Cinema

Cannes assiste a estreia de astro de 'Round 6' na direção e filme sobre imperatriz Sissi

O ator sul-coreano Lee Jung-jae dirigiu o filme sobre espionagem "Hunt"

Ator sul-coreano Lee Jung-jae, protagonista da série Round 6Ator sul-coreano Lee Jung-jae, protagonista da série Round 6 - Foto: Loic Venance / AFP

O ator sul-coreano Lee Jung-jae, estrela da série "Round 6", apresentou no Festival de Cinema de Cannes seu primeiro trabalho como diretor, o filme sobre espionagem "Hunt".

O ator, que interpreta um dos personagens principais, situa sua trama nos anos 1980 em uma Coreia do Sul que teme a invasão do Norte.

O intérprete e agora diretor, de 49 anos, da vida ao chefe do serviço de inteligencia externa sul-coreano, oposição ao seu homólogo do interior, em uma intensa busca por um espião sul-coreano.

Os dois heróis e suas equipes se enfrentam em combates com armas de fogo e as cenas de ação são um destaque do filme.

Com um orçamento significativo, este longa-metragem tem momentos que podem lembrar a saga de James Bond, com uma trama que passa por Washington, Seul e Bangkok.

Após este filme, apresentado fora de competição, a Coreia do Sul volta aos holofotes com "Decision to Leave" do cineasta Park Chan-wook, autor de "Old Boy", e "Broker", do diretor japonês Hirokazu Kore-eda, filmado em Coreia do Sul.

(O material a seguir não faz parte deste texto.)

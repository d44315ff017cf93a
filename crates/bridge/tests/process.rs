use std::{
    thread,
    time::{Duration, Instant},
};

use wptnn_bridge::{
    BackendCommand, Bridge, BridgeError, ExecutionError, Executor, GraphExecution,
};
use wptnn_core::{
    builder::GraphBuilder,
    tensor::{DataType, RuntimeTensor, TensorDescriptor},
};

fn echo_backend() -> Bridge {
    Bridge::spawn(&BackendCommand::new(env!("CARGO_BIN_EXE_wptnn-echo-backend"))).unwrap()
}

fn add_graph(simulate: Option<&str>) -> GraphExecution {
    let desc = TensorDescriptor::new(DataType::Float32, vec![2]);
    let mut b = GraphBuilder::new();
    let x = b.input("x", desc.clone()).unwrap();
    let y = b.input("y", desc).unwrap();
    let z = b.add(x, y).unwrap();
    let graph = b.build(&[("z", z)]).unwrap();

    let mut inputs = graph.inputs;
    inputs.insert("x".into(), RuntimeTensor::from_f32(vec![2], &[1.0, 2.0]).unwrap());
    inputs.insert("y".into(), RuntimeTensor::from_f32(vec![2], &[3.0, 4.0]).unwrap());
    let expected = RuntimeTensor::from_f32(vec![2], &[4.0, 6.0]).unwrap();

    let execution = GraphExecution::new(graph.document, inputs)
        .with_expected_outputs([("z".to_string(), expected)].into_iter().collect())
        .with_context_option("deviceType", "cpu");
    match simulate {
        Some(mode) => execution.with_context_option("simulate", mode),
        None => execution,
    }
}

#[test]
fn echo_roundtrip() {
    let bridge = echo_backend();
    for _ in 0..3 {
        let outputs = bridge.execute(add_graph(None)).unwrap();
        assert_eq!(
            outputs["z"],
            RuntimeTensor::from_f32(vec![2], &[4.0, 6.0]).unwrap()
        );
    }
    assert_eq!(bridge.pending_count(), 0);
    bridge.close();
    bridge.close();
}

#[test]
fn backend_failures_are_per_request() {
    let bridge = echo_backend();
    assert!(matches!(
        bridge.execute(add_graph(Some("fail"))),
        Err(ExecutionError::Backend { ref kind, .. }) if kind == "RuntimeExecutionError"
    ));
    assert!(matches!(
        bridge.execute(add_graph(Some("garbage"))),
        Err(ExecutionError::Protocol(_))
    ));
    assert!(bridge.execute(add_graph(None)).is_ok());
}

#[test]
fn crash_rejects_every_outstanding_request() {
    let bridge = echo_backend();

    thread::scope(|s| {
        let waiting = (0..3)
            .map(|_| s.spawn(|| bridge.execute(add_graph(Some("silent")))))
            .collect::<Vec<_>>();

        let started = Instant::now();
        while bridge.pending_count() < 3 {
            assert!(started.elapsed() < Duration::from_secs(10));
            thread::sleep(Duration::from_millis(5));
        }

        let crashed = bridge.execute(add_graph(Some("crash")));
        assert!(matches!(crashed, Err(ExecutionError::ProcessExited(_))));

        for handle in waiting {
            let result = handle.join().unwrap();
            assert!(matches!(result, Err(ExecutionError::ProcessExited(_))));
        }
    });

    assert_eq!(bridge.pending_count(), 0);
    let later = bridge.execute(add_graph(None)).unwrap_err();
    assert!(later.is_fatal());
}

#[test]
fn close_stops_a_silent_backend() {
    let bridge = echo_backend();
    thread::scope(|s| {
        let waiting = s.spawn(|| bridge.execute(add_graph(Some("silent"))));
        let started = Instant::now();
        while bridge.pending_count() < 1 {
            assert!(started.elapsed() < Duration::from_secs(10));
            thread::sleep(Duration::from_millis(5));
        }
        bridge.close();
        assert!(waiting.join().unwrap().unwrap_err().is_fatal());
    });
}

#[test]
fn spawn_failure() {
    let err = Bridge::spawn(&BackendCommand::new("/nonexistent/wptnn-backend")).err();
    assert!(matches!(err, Some(BridgeError::Spawn { .. })));
}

Para esta ocasião, o diretor trabalhou com figuras de destaque de seu país: Song Kang-ho, protagonista de "Parasita" (Palma de Oro de 2019) e a estrela de K-Pop, IU (cujo verdadeiro nome é Lee Ji-eun).

'Vítima de sua imagem'
A imperatriz Sissi, que não tinha permissão para se expressar livremente, foi "vítima de sua imagem", como os usuários do Instagram são agora, disse em em entrevista à AFP atriz Vicky Krieps, que interpreta a soberana austríaca em "Corsage", apresentado nesta sexta-feira em Cannes.

"As fotos no Instagram nos tornam cada vez mais vítimas de nossa imagem, como também aconteceu com Sissi, declarou a atriz luxemburguesa, que se coloca no lugar da esposa de Franz Joseph I nesta nova versão, feminista e crepuscular, sobre a vida da imperatriz.

Quinze anos depois de "Maria Antoinetta", vestida de tênis na versão de Sofia Coppola, agora é a vez do mito de Sissi, que já foi vivida nos cinemas por Romy Schneider, passar por uma revisão.

A partir de uma ideia de Vicky Krieps, a austríaca Marie Kreutzer conta a história da imperatriz da Áustria, que era restringida a apenas sorrir e falar pouco, e que se aproxima da depressão quando chega aos 40 anos.

O filme busca encontrar seu lugar em nossa época, principalmente nas redes sociais. "Em todas as funções que temos, em todos os setores profissionais, a beleza tem um papel e não é nada bom!", lamenta a atriz, que protagonizou "Trama Fantasma".